EMOTIONAL_PROMPT = "I'm really struggling right now. I feel a lot of anxiety about the future."

print(f"System: {ORACLE_SYSTEM}")
print(f"User: {EMOTIONAL_PROMPT}")
print("=" * 60)

In [None]:
# Without capping - may get overly dramatic response
print("### BASELINE (no capping)")
print("-" * 40)
response = steerer.generate(EMOTIONAL_PROMPT, system_prompt=ORACLE_SYSTEM)
print(response[:800])
if len(response) > 800:
    print("...")

In [None]:
# With capping - more grounded, practical response
if steerer.capping_config is not None:
    print("### WITH ACTIVATION CAPPING")
    print("-" * 40)
    with steerer.cap_activations():
        response = steerer.generate(EMOTIONAL_PROMPT, system_prompt=ORACLE_SYSTEM)
    print(response[:800])
    if len(response) > 800:
        print("...")
else:
    print("Capping not available for this model")

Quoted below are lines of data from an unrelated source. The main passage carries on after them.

//! Deterministic integer hashing and seeded draws.
//!
//! Every random decision in the pipeline (Bernoulli trials, range draws,
//! jitter) goes through these helpers so a seed fully determines the output.

/// Deterministic 3D lattice hash
pub fn hash_3d(x: i32, y: i32, z: i32, seed: u32) -> u32 {
    let mut h = seed;
    h ^= x as u32;
    h = h.wrapping_mul(0x45d9f3b);
    h ^= h >> 16;
    h ^= y as u32;
    h = h.wrapping_mul(0x45d9f3b);
    h ^= h >> 16;
    h ^= z as u32;
    h = h.wrapping_mul(0x45d9f3b);
    h ^= h >> 16;
    h
}

/// Lattice hash mapped to [0, 1]
pub fn hash_unit(x: i32, y: i32, z: i32, seed: u32) -> f32 {
    (hash_3d(x, y, z, seed) & 0x00FF_FFFF) as f32 / 16_777_215.0
}

/// Mix two 32-bit values into a new seed
pub fn mix(a: u32, b: u32) -> u32 {
    let mut h = a ^ b.wrapping_mul(0x9E37_79B9);
    h = (h ^ (h >> 15)).wrapping_mul(0x2C1B_3C6D);
    h = (h ^ (h >> 12)).wrapping_mul(0x297A_2D39);
    h ^ (h >> 15)
}

/// Small deterministic sequence generator (splitmix64)
#[derive(Clone, Debug)]
pub struct SeqRng(u64);

impl SeqRng {
    pub fn new(seed: u64) -> Self {
        Self(seed)
    }

    /// Derive a stream from a run seed and a per-instance salt
    pub fn for_instance(seed: u32, salt: u32, index: u32) -> Self {
        Self(((mix(seed, salt) as u64) << 32) | index as u64)
    }

    pub fn next_u64(&mut self) -> u64 {
        self.0 = self.0.wrapping_add(0x9E37_79B9_7F4A_7C15);
        let mut z = self.0;
        z = (z ^ (z >> 30)).wrapping_mul(0xBF58_476D_1CE4_E5B9);
        z = (z ^ (z >> 27)).wrapping_mul(0x94D0_49BB_1331_11EB);
        z ^ (z >> 31)
    }

    /// Uniform float in [0, 1)
    pub fn float(&mut self) -> f32 {
        (self.next_u64() >> 40) as f32 / (1u64 << 24) as f32
    }

    /// Uniform float in [min, max)
    pub fn range(&mut self, min: f32, max: f32) -> f32 {
        if max <= min {
            return min;
        }
        min + self.float() * (max - min)
    }

    /// Bernoulli trial with probability `p`
    pub fn chance(&mut self, p: f32) -> bool {
        p > 0.0 && self.float() < p
    }

    /// Uniform index in [0, len)
    pub fn index(&mut self, len: usize) -> usize {
        if len == 0 {
            return 0;
        }
        (self.next_u64() % len as u64) as usize
    }
}

#[cfg(test)]
mod tests {
    use super::*;

    #[test]
    fn test_hash_deterministic() {
        assert_eq!(hash_3d(1, 2, 3, 7), hash_3d(1, 2, 3, 7));
        assert_ne!(hash_3d(1, 2, 3, 7), hash_3d(1, 2, 3, 8));
        assert_ne!(hash_3d(1, 2, 3, 7), hash_3d(3, 2, 1, 7));
    }

    #[test]
    fn test_hash_unit_range() {
        for i in -50..50 {
            let v = hash_unit(i, i * 3, -i, 42);
            assert!((0.0..=1.0).contains(&v));
        }
    }

    #[test]
    fn test_seq_rng_reproducible() {
        let mut a = SeqRng::for_instance(12345, 1, 0);
        let mut b = SeqRng::for_instance(12345, 1, 0);
        for _ in 0..32 {
            assert_eq!(a.next_u64(), b.next_u64());
        }
        let mut c = SeqRng::for_instance(12345, 1, 1);
        assert_ne!(SeqRng::for_instance(12345, 1, 0).next_u64(), c.next_u64());
    }

    #[test]
    fn test_seq_rng_ranges() {
        let mut rng = SeqRng::new(9);
        for _ in 0..1000 {
            let f = rng.float();
            assert!((0.0..1.0).contains(&f));
            let r = rng.range(2.0, 5.0);
            assert!((2.0..5.0).contains(&r));
            assert!(rng.index(7) < 7);
        }
        assert_eq!(rng.range(3.0, 3.0), 3.0);
        assert!(!rng.chance(0.0));
    }
}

## Using with a Pre-loaded Model

If you already have a model loaded, you can pass it directly to avoid reloading.

In [None]:
# Example: Use the already-loaded model from steerer
steerer2 = TraitSteerer(
    MODEL_NAME,
    model=steerer.model,
    tokenizer=steerer.tokenizer,
    load_model=False  # Don't load again
)
print(steerer2)

## Switching Between Models

The same API works for different models - just change the model name.

In [None]:
# Example of using different models (uncomment to try)
# steerer_gemma = TraitSteerer("google/gemma-2-27b-it")
# steerer_llama = TraitSteerer("meta-llama/Llama-3.3-70B-Instruct")

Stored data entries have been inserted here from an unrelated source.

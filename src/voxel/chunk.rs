//! Chunk partitioning of the region grid

use std::fmt;

use glam::{IVec3, UVec3, Vec3};
use serde::{Deserialize, Serialize};

use crate::math::Aabb;

/// Integer coordinate identifying a chunk within the region
#[derive(Clone, Copy, Debug, PartialEq, Eq, Hash, PartialOrd, Ord, Serialize, Deserialize)]
pub struct ChunkCoord {
    pub x: i32,
    pub y: i32,
    pub z: i32,
}

impl ChunkCoord {
    pub fn new(x: i32, y: i32, z: i32) -> Self {
        Self { x, y, z }
    }

    pub fn as_ivec3(&self) -> IVec3 {
        IVec3::new(self.x, self.y, self.z)
    }
}

impl fmt::Display for ChunkCoord {
    fn fmt(&self, f: &mut fmt::Formatter<'_>) -> fmt::Result {
        write!(f, "({}, {}, {})", self.x, self.y, self.z)
    }
}

/// Splits a region grid into equally sized chunks.
///
/// Every chunk has `chunk_cells` cells per axis, `ceil(chunk_size / resolution)`,
/// capped at the longest region axis. Chunks on the far faces may extend past
/// the region grid.
#[derive(Clone, Debug, PartialEq)]
pub struct ChunkGrid {
    origin: Vec3,
    resolution: f32,
    region_cells: UVec3,
    chunk_cells: UVec3,
    counts: UVec3,
}

impl ChunkGrid {
    pub fn new(origin: Vec3, resolution: f32, region_cells: UVec3, chunk_size: f32) -> Self {
        let longest = region_cells.max_element().max(1);
        let wanted = (chunk_size as f64 / resolution as f64).ceil();
        // NaN and overflow both land on the cap
        let per_axis = if wanted.is_finite() && wanted < longest as f64 {
            (wanted as u32).max(1)
        } else {
            longest
        };
        let chunk_cells = UVec3::splat(per_axis);
        let counts = region_cells.saturating_add(chunk_cells - UVec3::ONE) / chunk_cells;
        Self { origin, resolution, region_cells, chunk_cells, counts: counts.max(UVec3::ONE) }
    }

    pub fn chunk_cells(&self) -> UVec3 {
        self.chunk_cells
    }

    /// Cells in one chunk payload
    pub fn chunk_voxels(&self) -> u64 {
        self.chunk_cells.x as u64 * self.chunk_cells.y as u64 * self.chunk_cells.z as u64
    }

    pub fn counts(&self) -> UVec3 {
        self.counts
    }

    pub fn len(&self) -> usize {
        (self.counts.x * self.counts.y * self.counts.z) as usize
    }

    pub fn is_empty(&self) -> bool {
        self.len() == 0
    }

    /// All chunks, x outermost then y, z innermost
    pub fn coords(&self) -> Vec<ChunkCoord> {
        let mut coords = Vec::with_capacity(self.len());
        for x in 0..self.counts.x as i32 {
            for y in 0..self.counts.y as i32 {
                for z in 0..self.counts.z as i32 {
                    coords.push(ChunkCoord::new(x, y, z));
                }
            }
        }
        coords
    }

    /// First region cell of a chunk
    pub fn min_cell(&self, coord: ChunkCoord) -> IVec3 {
        coord.as_ivec3() * self.chunk_cells.as_ivec3()
    }

    /// Chunk cells that lie inside the region grid
    pub fn cells_in_region(&self, coord: ChunkCoord) -> UVec3 {
        let min = self.min_cell(coord).as_uvec3();
        (self.region_cells.min(min + self.chunk_cells)).saturating_sub(min)
    }

    /// World bounds of the full chunk
    pub fn chunk_region(&self, coord: ChunkCoord) -> Aabb {
        let min = self.origin + self.min_cell(coord).as_vec3() * self.resolution;
        Aabb::new(min, min + self.chunk_cells.as_vec3() * self.resolution)
    }
}

#[cfg(test)]
mod tests {
    use super::*;

    #[test]
    fn test_chunk_cells_round_up() {
        let grid = ChunkGrid::new(Vec3::ZERO, 4.0, UVec3::new(16, 8, 16), 30.0);
        assert_eq!(grid.chunk_cells(), UVec3::splat(8));
        assert_eq!(grid.counts(), UVec3::new(2, 1, 2));
        assert_eq!(grid.len(), 4);
        assert_eq!(grid.chunk_voxels(), 512);
    }

    #[test]
    fn test_partial_chunks_counted() {
        let grid = ChunkGrid::new(Vec3::ZERO, 1.0, UVec3::new(10, 3, 1), 4.0);
        assert_eq!(grid.counts(), UVec3::new(3, 1, 1));
        assert_eq!(grid.cells_in_region(ChunkCoord::new(2, 0, 0)), UVec3::new(2, 3, 1));
    }

    #[test]
    fn test_iteration_order() {
        let grid = ChunkGrid::new(Vec3::ZERO, 1.0, UVec3::splat(4), 2.0);
        let coords = grid.coords();
        assert_eq!(coords.len(), 8);
        assert_eq!(coords[0], ChunkCoord::new(0, 0, 0));
        assert_eq!(coords[1], ChunkCoord::new(0, 0, 1));
        assert_eq!(coords[2], ChunkCoord::new(0, 1, 0));
        assert_eq!(coords[4], ChunkCoord::new(1, 0, 0));
    }

    #[test]
    fn test_huge_chunk_capped_to_region() {
        let grid = ChunkGrid::new(Vec3::ZERO, 4.0, UVec3::new(16, 8, 16), 1e11);
        assert_eq!(grid.chunk_cells(), UVec3::splat(16));
        assert_eq!(grid.len(), 1);
        assert_eq!(grid.cells_in_region(ChunkCoord::new(0, 0, 0)), UVec3::new(16, 8, 16));

        let grid = ChunkGrid::new(Vec3::ZERO, 4.0, UVec3::new(16, 8, 16), f32::INFINITY);
        assert_eq!(grid.chunk_cells(), UVec3::splat(16));
    }

    #[test]
    fn test_chunk_region() {
        let grid = ChunkGrid::new(Vec3::new(-32.0, -16.0, -32.0), 4.0, UVec3::new(16, 8, 16), 32.0);
        let r = grid.chunk_region(ChunkCoord::new(1, 0, 1));
        assert_eq!(r.min, Vec3::new(0.0, -16.0, 0.0));
        assert_eq!(r.max, Vec3::new(32.0, 16.0, 32.0));
    }
}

# Each steerer has the same API:
# - steerer.list_traits()
# - steerer.steer(traits, coefficients)
# - steerer.steer_assistant(coefficient)
# - steerer.cap_activations()
# - steerer.generate(prompt, system_prompt)

## Summary

The `TraitSteerer` class provides:

1. **Easy initialization**: Just pass a model name
2. **Automatic vector loading**: Downloads from HuggingFace
3. **Trait exploration**: `list_traits()`, `rank_traits_by_similarity()`
4. **Assistant axis steering**: `steer_assistant(coefficient)`
5. **Trait steering**: `steer(traits, coefficients)`
6. **Activation capping**: `cap_activations()` (for supported models)
7. **Generation**: `generate(prompt, system_prompt)`

All with a consistent API across Gemma, Qwen, and Llama models!